■ ASSIGNMENT
The complete set of records should be given again verbatim.

■ LISTED ENTRIES
■ ■ ■ ■
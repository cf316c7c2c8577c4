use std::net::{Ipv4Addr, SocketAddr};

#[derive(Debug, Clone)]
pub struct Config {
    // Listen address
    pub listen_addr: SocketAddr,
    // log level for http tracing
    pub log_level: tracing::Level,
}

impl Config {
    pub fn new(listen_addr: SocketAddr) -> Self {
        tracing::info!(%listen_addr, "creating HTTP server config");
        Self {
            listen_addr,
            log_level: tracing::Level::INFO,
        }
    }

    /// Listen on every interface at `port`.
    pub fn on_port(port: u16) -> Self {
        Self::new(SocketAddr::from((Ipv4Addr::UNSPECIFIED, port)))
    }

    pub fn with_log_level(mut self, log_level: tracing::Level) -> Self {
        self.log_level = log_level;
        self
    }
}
■ ■ ■ ■
■ RESPONSE BOX
repository cf316c7c2c8577c4
use std::net::{Ipv4Addr, SocketAddr};

#[derive(Debug, Clone)]
pub struct Config {
    // Listen address
    pub listen_addr: SocketAddr,
    // log level for http tracing
    pub log_level: tracing::Level,
}

impl Config {
    pub fn new(listen_addr: SocketAddr) -> Self {
        tracing::info!(%listen_addr, "creating HTTP server config");
        Self {
            listen_addr,
            log_level: tracing::Level::INFO,
        }
    }

    /// Listen on every interface at `port`.
    pub fn on_port(port: u16) -> Self {
        Self::new(SocketAddr::from((Ipv4Addr::UNSPECIFIED, port)))
    }

    pub fn with_log_level(mut self, log_level: tracing::Level) -> Self {
        self.log_level = log_level;
        self
    }
}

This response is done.